26142.jpgIn a November 2007 Decibel article about the current thrash revival scene, Warbringer vocalist John Kevill told Kevin Stewart-Panko that “I don’t put any politics in my lyrics… Our music is about the riffs and a barrage of senseless violence and evil.” And even though it’s hard to imagine that politics really have nothing to do with the sudden increase of bands that look and sound like they just stepped out of a time machine from the Bay Area around the time Cliff Burton died, the point remains: these bands are out to have fun, dude. The fact that thrash has already been so readily absorbed into metal’s bloodstream is beside the point; the fact that so many bands have figured out a way to fuse it with death and hardcore does not mean the three genres must now remain forever fused.

So I’m pleased to announce that Warbringer’s debut full length, War Without End, more than lives up to the promise of One by One the Wicked Fall (which you can download for free, if for some stupid reason you haven’t already done so, by clicking on that banner to your left), and moves them to the head of the modern thrash class.

A lot of these incredibly young dudes’ success has to do with the fact that Warbringer don’t seem obviously fixated on any one of their elder statesmen; in other words, rather than, say, always sounding Slayer or always sounding like Testament, they are capable of sounding like Testament and Slayer and Metallica and Exodus and Death Angel and Megadeth, and all of your other favorite old school thrash bands. In fact, they have cycle through any number of these bands within one song. Seriously: in one round of dueling solos, guitarists Adam Carroll and John Laux can sound like some kind of bizarro-world dream team, like Kirk Hammett and Kerry King temporarily ditching Hanneman and Hetfield to work with one another instead, or a Megadeth in which Gary Holt got Marty Friedman’s gig (“At the Crack of Doom” already has a special place in my heart, both for Carroll and Laux’s guitar work, and for the first great-title-for-a-metal song of 2008.).

But a lot of Warbringer’s success also stems from the fact that they always just sound so evil and crushing; drummer Ryan Bates and bassist Andy Laux pummel the listener as though he or she were a mole in the Whack-A-Mole game, and where so many thrash revivalists opt for vocals of the Exodus/Anthrax stuffy-nose variety, Kevill’s throaty screams (check out that wail at the start of “Born of the Ruins!”) sound like furious battle cries; in fact my biggest complaint about this album is that Kevill is buried just a little lower in the mix than I’d like him.

But it’s the only real slip-up in Bill Metoyer’s production and mixing.

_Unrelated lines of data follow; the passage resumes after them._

use crate::aggregator::ResultAggregator;
use crate::config::{OrchestratorConfig, PlannerKind};
use crate::decompose::{Decomposer, KeywordDecomposer, ReasoningDecomposer};
use crate::reasoning::{ChatCompletionsEngine, ReasoningEngine, UnavailableReasoning};
use crate::scheduler::{DependencyScheduler, Dispatched};
use crate::types::{Artifact, OutcomeSet, Subtask, Wave};
use conductor_a2a::{DelegationClient, DelegationTransport};
use conductor_core::{AgentKind, ConductorResult};
use serde::{Deserialize, Serialize};
use std::sync::Arc;
use std::time::Instant;
use tracing::{info, warn};
use uuid::Uuid;

/// Result of one orchestrated request.
#[derive(Debug, Serialize)]
pub struct OrchestratorResult {
    pub context_id: String,
    pub subtasks: Vec<Subtask>,
    pub waves: Vec<Wave>,
    pub delegations: Vec<Dispatched>,
    pub outcomes: OutcomeSet,
    pub artifact: Artifact,
    pub duration_ms: u64,
}

/// Reachability of one specialist.
#[derive(Debug, Clone, Copy, PartialEq, Eq, Serialize, Deserialize)]
#[serde(rename_all = "lowercase")]
pub enum Connection {
    Connected,
    Disconnected,
}

#[derive(Debug, Clone, PartialEq, Eq, Serialize, Deserialize)]
pub struct AgentStatus {
    pub agent: AgentKind,
    pub url: String,
    pub status: Connection,
}

/// The orchestration engine.
/// Implements the plan → execute → synthesize pattern over remote specialists.
pub struct Orchestrator {
    config: OrchestratorConfig,
    transport: Arc<dyn DelegationTransport>,
    decomposer: Arc<dyn Decomposer>,
    scheduler: DependencyScheduler,
    aggregator: ResultAggregator,
}

impl Orchestrator {
    /// HTTP delegation plus chat-completions reasoning when
    /// `config.reasoning` is set.
    pub fn new(config: OrchestratorConfig) -> ConductorResult<Self> {
        let transport: Arc<dyn DelegationTransport> =
            Arc::new(DelegationClient::new(config.client.clone()));
        let reasoning: Arc<dyn ReasoningEngine> = match &config.reasoning {
            Some(reasoning) => Arc::new(ChatCompletionsEngine::new(reasoning.clone())?),
            None => Arc::new(UnavailableReasoning),
        };
        let decomposer: Arc<dyn Decomposer> = match (config.planner, &config.reasoning) {
            (PlannerKind::Reasoning, Some(_)) => Arc::new(ReasoningDecomposer::new(reasoning.clone())),
            (PlannerKind::Reasoning, None) => {
                warn!("Reasoning planner requested without [reasoning], using keywords");
                Arc::new(KeywordDecomposer)
            }
            (PlannerKind::Keyword, _) => Arc::new(KeywordDecomposer),
        };
        Ok(Self::with_components(config, transport, decomposer, reasoning))
    }

    pub fn with_components(
        config: OrchestratorConfig,
        transport: Arc<dyn DelegationTransport>,
        decomposer: Arc<dyn Decomposer>,
        reasoning: Arc<dyn ReasoningEngine>,
    ) -> Self {
        let scheduler = DependencyScheduler::new(
            transport.clone(),
            config.agents.clone(),
            config.collection_deadline(),
        );
        let aggregator = ResultAggregator::new(config.aggregation.clone(), reasoning);
        Self {
            config,
            transport,
            decomposer,
            scheduler,
            aggregator,
        }
    }

    pub fn config(&self) -> &OrchestratorConfig {
        &self.config
    }

    /// Run the full pipeline for one request.
    ///
    /// Phase 1 (Plan): decompose the request into subtasks.
    /// Phase 2 (Execute): dispatch waves, then collect every handle.
    /// Phase 3 (Synthesize): aggregate the outcomes into one artifact.
    ///
    /// Partial failures end up inside the artifact; this never errors.
    pub async fn run(&self, request: &str, context_id: Option<&str>) -> OrchestratorResult {
        let start = Instant::now();
        let context_id = context_id
            .filter(|id| !id.is_empty())
            .map(String::from)
            .unwrap_or_else(|| Uuid::new_v4().to_string());

        info!(context_id = %context_id, "Orchestrator: starting pipeline");

        let subtasks = self.plan(request).await;
        info!(subtask_count = subtasks.len(), "Orchestrator: plan complete");

        let report = self.scheduler.execute(&subtasks, &context_id).await;

        let artifact = self.aggregator.aggregate(request, &report.outcomes).await;

        let duration_ms = u64::try_from(start.elapsed().as_millis()).unwrap_or(u64::MAX);
        info!(
            context_id = %context_id,
            duration_ms,
            artifact = ?artifact.kind,
            "Orchestrator: pipeline complete"
        );

        OrchestratorResult {
            context_id,
            subtasks,
            waves: report.waves,
            delegations: report.handles,
            outcomes: report.outcomes,
            artifact,
            duration_ms,
        }
    }

    /// A failing or empty decomposition sends the whole request to research.
    async fn plan(&self, request: &str) -> Vec<Subtask> {
        match self.decomposer.decompose(request).await {
            Ok(subtasks) if !subtasks.is_empty() => subtasks,
            Ok(_) => {
                warn!("Decomposition produced no subtasks, defaulting to research");
                vec![Subtask::new(AgentKind::Research, request, 1)]
            }
            Err(e) => {
                warn!(error = %e, "Decomposition failed, defaulting to research");
                vec![Subtask::new(AgentKind::Research, request, 1)]
            }
        }
    }

    /// Probe every configured specialist concurrently.
    pub async fn agent_status(&self) -> Vec<AgentStatus> {
        let probes = AgentKind::ALL.iter().map(|agent| {
            let url = self.config.agents.address(*agent).to_string();
            async move {
                let status = if self.transport.probe(&url).await {
                    Connection::Connected
                } else {
                    Connection::Disconnected
                };
                AgentStatus {
                    agent: *agent,
                    url,
                    status,
                }
            }
        });
        futures_util::future::join_all(probes).await
    }

    /// Ask a specialist to cancel one of its tasks.
    pub async fn cancel(&self, agent: AgentKind, task_id: &str) -> bool {
        let acknowledged = self
            .transport
            .cancel(self.config.agents.address(agent), task_id)
            .await;
        info!(agent = %agent, task_id = %task_id, acknowledged, "Cancellation requested");
        acknowledged
    }
}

Metoyer, you may have heard by now, has previously worked with Slayer, Corrosion of Conformity, Armored Saint, Sacred Reich, DRI, Morbid Angel, and a host of other cool bands, so the guy obviously goes a long way towards giving the band a very genuine sound; in other words, I think you could probably convince someone that this was recorded around the same time as Bonded by Blood.

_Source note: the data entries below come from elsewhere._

/*
 * config.rs
 * Copyright (C) 2026 Chris Burdess
 *
 * This file is part of Mailsift, a filtered mailbox retrieval service.
 *
 * Mailsift is free software: you can redistribute it and/or modify
 * it under the terms of the GNU General Public License as published by
 * the Free Software Foundation, either version 3 of the License, or
 * (at your option) any later version.
 *
 * Mailsift is distributed in the hope that it will be useful,
 * but WITHOUT ANY WARRANTY; without even the implied warranty of
 * MERCHANTABILITY or FITNESS FOR A PARTICULAR PURPOSE.  See the
 * GNU General Public License for more details.
 *
 * You should have received a copy of the GNU General Public License
 * along with Mailsift.  If not, see <http://www.gnu.org/licenses/>.
 */

//! Service configuration, resolved once at startup from environment variables.
//! `from_lookup` takes any key lookup so callers (and tests) decide where values come from.

use std::path::PathBuf;
use std::time::Duration;

use crate::error::MailsiftError;

pub const DEFAULT_PORT: u16 = 993;
pub const DEFAULT_MAILBOX: &str = "INBOX";
pub const DEFAULT_TIMEOUT_SECS: u64 = 30;
pub const DEFAULT_TZ: &str = "Asia/Jakarta";
pub const DEFAULT_EXPORT_DIR: &str = "exports";

/// How the connection to the mail store is secured.
#[derive(Debug, Clone, Copy, PartialEq, Eq)]
pub enum TlsMode {
    /// TLS handshake immediately after TCP connect (IMAPS, 993).
    Implicit,
    /// Plain connect, then STARTTLS before LOGIN. Fails if the server does not advertise it.
    StartTls,
    /// No TLS at all. Only sensible for local test servers.
    Plain,
}

impl TlsMode {
    pub fn parse(value: &str) -> Option<Self> {
        match value.trim().to_ascii_lowercase().as_str() {
            "tls" | "ssl" | "implicit" => Some(TlsMode::Implicit),
            "starttls" => Some(TlsMode::StartTls),
            "plain" | "none" => Some(TlsMode::Plain),
            _ => None,
        }
    }
}

/// Everything needed to open one session against the mail store.
#[derive(Clone)]
pub struct ImapSettings {
    pub host: String,
    pub port: u16,
    pub username: String,
    pub password: String,
    pub tls: TlsMode,
    /// Bounds connect + login, and every later command round trip.
    pub timeout: Duration,
}

impl std::fmt::Debug for ImapSettings {
    fn fmt(&self, f: &mut std::fmt::Formatter<'_>) -> std::fmt::Result {
        f.debug_struct("ImapSettings")
            .field("host", &self.host)
            .field("port", &self.port)
            .field("username", &self.username)
            .field("password", &"<redacted>")
            .field("tls", &self.tls)
            .field("timeout", &self.timeout)
            .finish()
    }
}

/// Process-wide configuration: session settings plus request defaults and the export root.
#[derive(Debug, Clone)]
pub struct ServiceConfig {
    pub imap: ImapSettings,
    pub default_mailbox: String,
    pub default_tz: String,
    pub export_dir: PathBuf,
}

impl ServiceConfig {
    /// Read configuration from the process environment.
    pub fn from_env() -> Result<Self, MailsiftError> {
        Self::from_lookup(|key| std::env::var(key).ok())
    }

    /// Build configuration from an arbitrary key lookup. Empty values count as unset.
    pub fn from_lookup<F>(lookup: F) -> Result<Self, MailsiftError>
    where
        F: Fn(&str) -> Option<String>,
    {
        let get = |key: &str| lookup(key).map(|v| v.trim().to_string()).filter(|v| !v.is_empty());
        let required = |key: &str| {
            get(key).ok_or_else(|| MailsiftError::Config(format!("{} is not set", key)))
        };

        let host = required("IMAP_HOST")?;
        let username = required("IMAP_USER")?;
        // Password is taken verbatim; surrounding spaces are significant.
        let password = lookup("IMAP_PASS")
            .filter(|v| !v.is_empty())
            .ok_or_else(|| MailsiftError::Config("IMAP_PASS is not set".into()))?;

        let port = match get("IMAP_PORT") {
            Some(p) => p
                .parse::<u16>()
                .map_err(|_| MailsiftError::Config(format!("IMAP_PORT is not a port number: {}", p)))?,
            None => DEFAULT_PORT,
        };
        let timeout_secs = match get("IMAP_TIMEOUT") {
            Some(t) => t
                .parse::<u64>()
                .ok()
                .filter(|&secs| secs > 0)
                .ok_or_else(|| MailsiftError::Config(format!("IMAP_TIMEOUT must be a positive number of seconds: {}", t)))?,
            None => DEFAULT_TIMEOUT_SECS,
        };
        let tls = match get("IMAP_SECURITY") {
            Some(s) => TlsMode::parse(&s)
                .ok_or_else(|| MailsiftError::Config(format!("IMAP_SECURITY must be tls, starttls or plain: {}", s)))?,
            None => TlsMode::Implicit,
        };

        Ok(Self {
            imap: ImapSettings {
                host,
                port,
                username,
                password,
                tls,
                timeout: Duration::from_secs(timeout_secs),
            },
            default_mailbox: get("IMAP_MAILBOX").unwrap_or_else(|| DEFAULT_MAILBOX.to_string()),
            default_tz: get("DEFAULT_TZ").unwrap_or_else(|| DEFAULT_TZ.to_string()),
            export_dir: export_dir_from_lookup(&lookup),
        })
    }

    /// Export root alone, for callers that never open a session (artifact lookup).
    pub fn export_dir_from_env() -> PathBuf {
        export_dir_from_lookup(|key| std::env::var(key).ok())
    }
}

/// `EXPORT_DIR`, or the default relative `exports` directory.
pub fn export_dir_from_lookup<F>(lookup: F) -> PathBuf
where
    F: Fn(&str) -> Option<String>,
{
    lookup("EXPORT_DIR")
        .map(|v| v.trim().to_string())
        .filter(|v| !v.is_empty())
        .map(PathBuf::from)
        .unwrap_or_else(|| PathBuf::from(DEFAULT_EXPORT_DIR))
}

It’s still hard for me to believe that there’s nothing political about War Without End – why are Warbringer one of the few new thrash bands to have a giant fucking monster tank on their cover, instead of zombies or Hell or some shit? – but I also know that Kevill and company probably wouldn’t want me to think about it too much. War Without End is a fucking fun album, and one that all thrash fans owe to themselves to seek out.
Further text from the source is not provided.